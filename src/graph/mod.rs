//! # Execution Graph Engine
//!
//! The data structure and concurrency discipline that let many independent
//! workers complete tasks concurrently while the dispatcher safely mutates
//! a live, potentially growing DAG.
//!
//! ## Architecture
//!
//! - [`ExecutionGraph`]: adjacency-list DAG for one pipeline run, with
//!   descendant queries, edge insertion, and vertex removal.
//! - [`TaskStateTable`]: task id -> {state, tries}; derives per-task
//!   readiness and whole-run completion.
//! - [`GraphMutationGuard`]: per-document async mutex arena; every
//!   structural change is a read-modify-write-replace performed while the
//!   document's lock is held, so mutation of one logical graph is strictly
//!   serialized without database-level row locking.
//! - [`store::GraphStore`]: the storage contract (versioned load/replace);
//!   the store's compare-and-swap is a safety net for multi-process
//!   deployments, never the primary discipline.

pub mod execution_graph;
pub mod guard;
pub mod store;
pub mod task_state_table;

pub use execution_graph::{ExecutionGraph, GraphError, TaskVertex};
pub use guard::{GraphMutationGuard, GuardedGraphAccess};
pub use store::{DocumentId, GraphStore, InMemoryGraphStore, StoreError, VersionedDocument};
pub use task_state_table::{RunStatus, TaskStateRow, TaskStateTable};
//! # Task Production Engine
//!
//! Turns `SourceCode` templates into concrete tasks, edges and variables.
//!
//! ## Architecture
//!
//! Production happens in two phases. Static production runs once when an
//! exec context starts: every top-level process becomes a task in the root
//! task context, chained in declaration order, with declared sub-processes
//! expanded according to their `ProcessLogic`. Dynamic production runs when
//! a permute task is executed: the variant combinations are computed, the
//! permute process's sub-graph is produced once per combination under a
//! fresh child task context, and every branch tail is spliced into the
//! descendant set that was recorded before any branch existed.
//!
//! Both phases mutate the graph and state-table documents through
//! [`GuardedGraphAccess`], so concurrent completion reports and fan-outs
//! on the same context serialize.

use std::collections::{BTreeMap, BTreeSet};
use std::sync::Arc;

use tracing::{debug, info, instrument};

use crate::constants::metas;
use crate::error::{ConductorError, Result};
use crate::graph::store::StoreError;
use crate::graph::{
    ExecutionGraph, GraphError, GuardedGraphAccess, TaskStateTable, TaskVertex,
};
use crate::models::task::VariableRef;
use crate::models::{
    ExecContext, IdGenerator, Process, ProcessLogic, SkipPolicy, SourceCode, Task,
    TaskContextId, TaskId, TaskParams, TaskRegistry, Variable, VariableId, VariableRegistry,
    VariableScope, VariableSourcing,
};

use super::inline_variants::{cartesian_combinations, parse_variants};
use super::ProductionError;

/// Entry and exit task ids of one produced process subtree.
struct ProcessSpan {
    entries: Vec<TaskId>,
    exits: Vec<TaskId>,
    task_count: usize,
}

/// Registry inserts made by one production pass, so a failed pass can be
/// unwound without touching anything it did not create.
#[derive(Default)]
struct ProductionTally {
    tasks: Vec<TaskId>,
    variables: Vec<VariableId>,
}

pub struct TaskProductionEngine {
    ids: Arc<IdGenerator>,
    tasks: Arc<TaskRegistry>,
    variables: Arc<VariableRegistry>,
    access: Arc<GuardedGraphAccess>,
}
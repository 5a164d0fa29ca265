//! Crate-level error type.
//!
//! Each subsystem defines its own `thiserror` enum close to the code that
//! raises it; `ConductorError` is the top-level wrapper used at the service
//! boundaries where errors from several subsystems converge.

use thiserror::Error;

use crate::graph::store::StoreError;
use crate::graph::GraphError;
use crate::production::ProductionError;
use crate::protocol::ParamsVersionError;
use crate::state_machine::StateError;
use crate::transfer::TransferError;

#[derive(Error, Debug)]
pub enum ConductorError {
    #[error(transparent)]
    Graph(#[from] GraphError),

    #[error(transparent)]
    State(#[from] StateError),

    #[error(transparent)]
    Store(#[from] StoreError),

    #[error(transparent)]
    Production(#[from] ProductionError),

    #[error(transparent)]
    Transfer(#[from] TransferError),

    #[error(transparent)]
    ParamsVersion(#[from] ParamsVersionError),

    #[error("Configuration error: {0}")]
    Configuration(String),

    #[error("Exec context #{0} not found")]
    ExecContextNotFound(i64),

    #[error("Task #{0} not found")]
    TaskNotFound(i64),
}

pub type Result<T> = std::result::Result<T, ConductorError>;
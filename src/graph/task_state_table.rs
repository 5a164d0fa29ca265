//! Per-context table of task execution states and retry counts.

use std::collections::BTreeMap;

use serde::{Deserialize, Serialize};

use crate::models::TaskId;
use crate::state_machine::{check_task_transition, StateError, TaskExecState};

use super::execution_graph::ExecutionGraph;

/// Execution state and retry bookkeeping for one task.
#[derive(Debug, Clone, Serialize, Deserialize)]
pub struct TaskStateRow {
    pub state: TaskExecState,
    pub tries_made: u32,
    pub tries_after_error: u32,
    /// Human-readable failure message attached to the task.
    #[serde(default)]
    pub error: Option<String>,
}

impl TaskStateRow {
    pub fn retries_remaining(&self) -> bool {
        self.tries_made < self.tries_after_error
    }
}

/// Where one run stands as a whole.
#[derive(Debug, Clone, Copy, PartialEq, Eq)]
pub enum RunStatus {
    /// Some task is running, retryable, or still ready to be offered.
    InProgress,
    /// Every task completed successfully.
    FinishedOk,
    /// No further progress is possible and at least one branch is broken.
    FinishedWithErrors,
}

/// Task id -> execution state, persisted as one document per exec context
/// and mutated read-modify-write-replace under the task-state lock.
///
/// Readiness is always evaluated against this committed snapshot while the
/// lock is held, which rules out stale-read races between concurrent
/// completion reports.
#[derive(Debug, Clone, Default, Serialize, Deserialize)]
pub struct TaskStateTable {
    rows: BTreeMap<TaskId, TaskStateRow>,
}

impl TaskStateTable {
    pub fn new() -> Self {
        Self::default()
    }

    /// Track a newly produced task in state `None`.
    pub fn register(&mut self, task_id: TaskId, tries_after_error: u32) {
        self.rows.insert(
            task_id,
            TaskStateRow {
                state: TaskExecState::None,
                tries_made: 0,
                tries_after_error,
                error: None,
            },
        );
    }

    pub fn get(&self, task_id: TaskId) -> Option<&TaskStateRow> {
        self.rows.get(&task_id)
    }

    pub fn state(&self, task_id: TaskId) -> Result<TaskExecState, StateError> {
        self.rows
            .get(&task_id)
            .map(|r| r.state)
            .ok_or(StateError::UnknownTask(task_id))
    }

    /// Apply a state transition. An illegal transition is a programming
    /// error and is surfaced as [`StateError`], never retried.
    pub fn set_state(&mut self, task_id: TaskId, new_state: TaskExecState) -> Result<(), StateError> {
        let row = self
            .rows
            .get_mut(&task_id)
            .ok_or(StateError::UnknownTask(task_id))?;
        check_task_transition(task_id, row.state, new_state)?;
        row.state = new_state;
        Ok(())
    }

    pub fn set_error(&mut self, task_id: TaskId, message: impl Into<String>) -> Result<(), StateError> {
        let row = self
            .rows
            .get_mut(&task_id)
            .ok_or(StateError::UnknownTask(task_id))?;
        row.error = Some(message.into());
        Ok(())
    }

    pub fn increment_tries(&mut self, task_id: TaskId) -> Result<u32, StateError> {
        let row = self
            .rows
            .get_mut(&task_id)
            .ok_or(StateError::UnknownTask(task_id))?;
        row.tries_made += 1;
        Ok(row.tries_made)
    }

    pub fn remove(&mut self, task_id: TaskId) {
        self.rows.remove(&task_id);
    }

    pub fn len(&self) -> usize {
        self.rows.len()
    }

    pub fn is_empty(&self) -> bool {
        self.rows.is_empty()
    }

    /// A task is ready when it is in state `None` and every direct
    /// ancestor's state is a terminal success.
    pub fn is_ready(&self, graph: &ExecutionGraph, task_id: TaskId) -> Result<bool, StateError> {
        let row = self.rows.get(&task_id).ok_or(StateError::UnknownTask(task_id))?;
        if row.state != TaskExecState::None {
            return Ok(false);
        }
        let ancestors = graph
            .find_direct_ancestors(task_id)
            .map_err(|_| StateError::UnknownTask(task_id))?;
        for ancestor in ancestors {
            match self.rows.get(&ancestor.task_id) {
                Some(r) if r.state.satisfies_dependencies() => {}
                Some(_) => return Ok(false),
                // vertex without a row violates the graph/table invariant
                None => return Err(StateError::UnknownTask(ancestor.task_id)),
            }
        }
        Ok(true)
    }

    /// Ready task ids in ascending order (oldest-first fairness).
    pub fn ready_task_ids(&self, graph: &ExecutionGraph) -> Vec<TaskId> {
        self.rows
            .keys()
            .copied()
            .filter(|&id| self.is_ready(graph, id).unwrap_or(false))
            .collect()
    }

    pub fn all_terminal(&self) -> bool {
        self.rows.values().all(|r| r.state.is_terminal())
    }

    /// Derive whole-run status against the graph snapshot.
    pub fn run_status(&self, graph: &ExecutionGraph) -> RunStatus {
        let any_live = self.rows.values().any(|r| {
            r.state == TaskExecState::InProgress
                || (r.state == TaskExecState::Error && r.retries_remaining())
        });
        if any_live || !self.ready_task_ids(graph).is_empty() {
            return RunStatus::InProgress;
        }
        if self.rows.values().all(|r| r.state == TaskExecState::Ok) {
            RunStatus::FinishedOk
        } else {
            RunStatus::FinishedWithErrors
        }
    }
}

What you need to do: Determine how many lines of the data include the word "Deserialize". Reply with the count and no other text.

Exercise response: 3